## [Saved data entries]
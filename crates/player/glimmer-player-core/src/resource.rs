//! Per-instance bookkeeping of native GPU handles, grouped by kind.
//!
//! Every native resource allocated through an engine instance's factory is
//! registered here before use, and bulk-released exactly once in dependency
//! order: meshes detach from the scene graph first, then geometries and
//! materials give up their buffers/shaders, then textures, then raw buffers.

use hashbrown::HashSet;
use serde::{Deserialize, Serialize};

use crate::host::{
    BufferHandle, GeometryHandle, HostEngine, MaterialHandle, MeshHandle, TextureHandle,
};

/// Capability tag for native resource dispatch.
#[derive(Copy, Clone, Debug, Eq, PartialEq, Hash, Serialize, Deserialize)]
pub enum ResourceKind {
    Mesh,
    Geometry,
    Material,
    Texture,
    Buffer,
}

impl ResourceKind {
    /// Teardown iterates kinds in reverse dependency direction.
    pub const TEARDOWN_ORDER: [ResourceKind; 5] = [
        ResourceKind::Mesh,
        ResourceKind::Geometry,
        ResourceKind::Material,
        ResourceKind::Texture,
        ResourceKind::Buffer,
    ];
}

/// Kind-tagged native handle, the unit the host engine destroys.
#[derive(Copy, Clone, Debug, Eq, PartialEq, Hash, Serialize, Deserialize)]
pub struct RawHandle {
    pub kind: ResourceKind,
    pub index: u64,
}

impl From<MeshHandle> for RawHandle {
    fn from(h: MeshHandle) -> Self {
        Self { kind: ResourceKind::Mesh, index: h.0 }
    }
}

impl From<GeometryHandle> for RawHandle {
    fn from(h: GeometryHandle) -> Self {
        Self { kind: ResourceKind::Geometry, index: h.0 }
    }
}

impl From<MaterialHandle> for RawHandle {
    fn from(h: MaterialHandle) -> Self {
        Self { kind: ResourceKind::Material, index: h.0 }
    }
}

impl From<TextureHandle> for RawHandle {
    fn from(h: TextureHandle) -> Self {
        Self { kind: ResourceKind::Texture, index: h.0 }
    }
}

impl From<BufferHandle> for RawHandle {
    fn from(h: BufferHandle) -> Self {
        Self { kind: ResourceKind::Buffer, index: h.0 }
    }
}

/// Bulk-disposal registry of native GPU handles, one bucket per kind.
#[derive(Debug, Default)]
pub struct ResourceSet {
    meshes: HashSet<u64>,
    geometries: HashSet<u64>,
    materials: HashSet<u64>,
    textures: HashSet<u64>,
    buffers: HashSet<u64>,
    disposed: bool,
}

impl ResourceSet {
    pub fn new() -> Self {
        Self::default()
    }

    fn bucket_mut(&mut self, kind: ResourceKind) -> &mut HashSet<u64> {
        match kind {
            ResourceKind::Mesh => &mut self.meshes,
            ResourceKind::Geometry => &mut self.geometries,
            ResourceKind::Material => &mut self.materials,
            ResourceKind::Texture => &mut self.textures,
            ResourceKind::Buffer => &mut self.buffers,
        }
    }

    fn bucket(&self, kind: ResourceKind) -> &HashSet<u64> {
        match kind {
            ResourceKind::Mesh => &self.meshes,
            ResourceKind::Geometry => &self.geometries,
            ResourceKind::Material => &self.materials,
            ResourceKind::Texture => &self.textures,
            ResourceKind::Buffer => &self.buffers,
        }
    }

    /// Register a native handle. Returns false if it was already tracked.
    pub fn register(&mut self, handle: RawHandle) -> bool {
        self.bucket_mut(handle.kind).insert(handle.index)
    }

    pub fn contains(&self, handle: RawHandle) -> bool {
        self.bucket(handle.kind).contains(&handle.index)
    }

    pub fn count(&self, kind: ResourceKind) -> usize {
        self.bucket(kind).len()
    }

    pub fn total(&self) -> usize {
        ResourceKind::TEARDOWN_ORDER
            .iter()
            .map(|k| self.bucket(*k).len())
            .sum()
    }

    #[inline]
    pub fn is_disposed(&self) -> bool {
        self.disposed
    }

    /// Destroy and unregister every tracked handle, kinds in teardown order.
    /// Idempotent: an already-cleared set performs no host-engine calls.
    pub fn dispose(&mut self, host: &mut dyn HostEngine) {
        if self.disposed {
            return;
        }
        for kind in ResourceKind::TEARDOWN_ORDER {
            let handles: Vec<u64> = self.bucket_mut(kind).drain().collect();
            for index in handles {
                host.destroy_resource(RawHandle { kind, index });
            }
        }
        self.disposed = true;
    }
}

#[cfg(test)]
mod tests {
    use super::*;

    #[derive(Default)]
    struct RecordingHost {
        destroyed: Vec<RawHandle>,
    }

    impl HostEngine for RecordingHost {
        fn create_entity(&mut self, _parent: Option<crate::host::EntityHandle>) -> crate::host::EntityHandle {
            crate::host::EntityHandle(0)
        }
        fn destroy_entity(&mut self, _entity: crate::host::EntityHandle) {}
        fn set_parent(&mut self, _entity: crate::host::EntityHandle, _parent: crate::host::EntityHandle) {}
        fn entity_look_at(&mut self, _entity: crate::host::EntityHandle, _target: [f32; 3]) {}
        fn camera_position(&self) -> Option<[f32; 3]> {
            None
        }
        fn create_buffer(&mut self, _desc: &crate::host::BufferDescriptor) -> BufferHandle {
            BufferHandle(0)
        }
        fn create_geometry(&mut self, _desc: &crate::host::GeometryDescriptor) -> GeometryHandle {
            GeometryHandle(0)
        }
        fn create_texture(&mut self, _options: &crate::scene::TextureOptions) -> TextureHandle {
            TextureHandle(0)
        }
        fn create_material(&mut self, _desc: &crate::host::MaterialDescriptor) -> MaterialHandle {
            MaterialHandle(0)
        }
        fn create_mesh(&mut self, _desc: &crate::host::MeshDescriptor) -> MeshHandle {
            MeshHandle(0)
        }
        fn destroy_resource(&mut self, handle: RawHandle) {
            self.destroyed.push(handle);
        }
        fn set_material_param(
            &mut self,
            _material: MaterialHandle,
            _name: &str,
            _value: crate::host::MaterialParam,
        ) {
        }
        fn set_mesh_priority(&mut self, _mesh: MeshHandle, _priority: f32) {}
        fn set_mesh_visible(&mut self, _mesh: MeshHandle, _visible: bool) {}
        fn submit(&mut self, _meshes: &[MeshHandle]) {}
        fn start_video(&mut self, _texture: TextureHandle) {}
        fn offload_texture(&mut self, _texture: TextureHandle) {}
        fn take_render_errors(&mut self) -> Vec<String> {
            Vec::new()
        }
    }

    #[test]
    fn dispose_follows_teardown_order() {
        let mut set = ResourceSet::new();
        set.register(BufferHandle(1).into());
        set.register(TextureHandle(2).into());
        set.register(MaterialHandle(3).into());
        set.register(GeometryHandle(4).into());
        set.register(MeshHandle(5).into());

        let mut host = RecordingHost::default();
        set.dispose(&mut host);

        let kinds: Vec<ResourceKind> = host.destroyed.iter().map(|h| h.kind).collect();
        assert_eq!(kinds, ResourceKind::TEARDOWN_ORDER.to_vec());
    }

    #[test]
    fn dispose_is_idempotent() {
        let mut set = ResourceSet::new();
        set.register(MeshHandle(1).into());
        let mut host = RecordingHost::default();
        set.dispose(&mut host);
        assert_eq!(host.destroyed.len(), 1);
        set.dispose(&mut host);
        assert_eq!(host.destroyed.len(), 1, "no second round of destroy calls");
    }

    #[test]
    fn register_deduplicates() {
        let mut set = ResourceSet::new();
        assert!(set.register(MeshHandle(7).into()));
        assert!(!set.register(MeshHandle(7).into()));
        assert_eq!(set.count(ResourceKind::Mesh), 1);
    }
}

## [EXERCISE BRIEF]
For the string "BufferHandle", search the preceding data and copy every line that includes it.

## [RESULT BELOW]
    BufferHandle, GeometryHandle, HostEngine, MaterialHandle, MeshHandle, TextureHandle,
impl From<BufferHandle> for RawHandle {
    fn from(h: BufferHandle) -> Self {
        fn create_buffer(&mut self, _desc: &crate::host::BufferDescriptor) -> BufferHandle {
            BufferHandle(0)
        set.register(BufferHandle(1).into());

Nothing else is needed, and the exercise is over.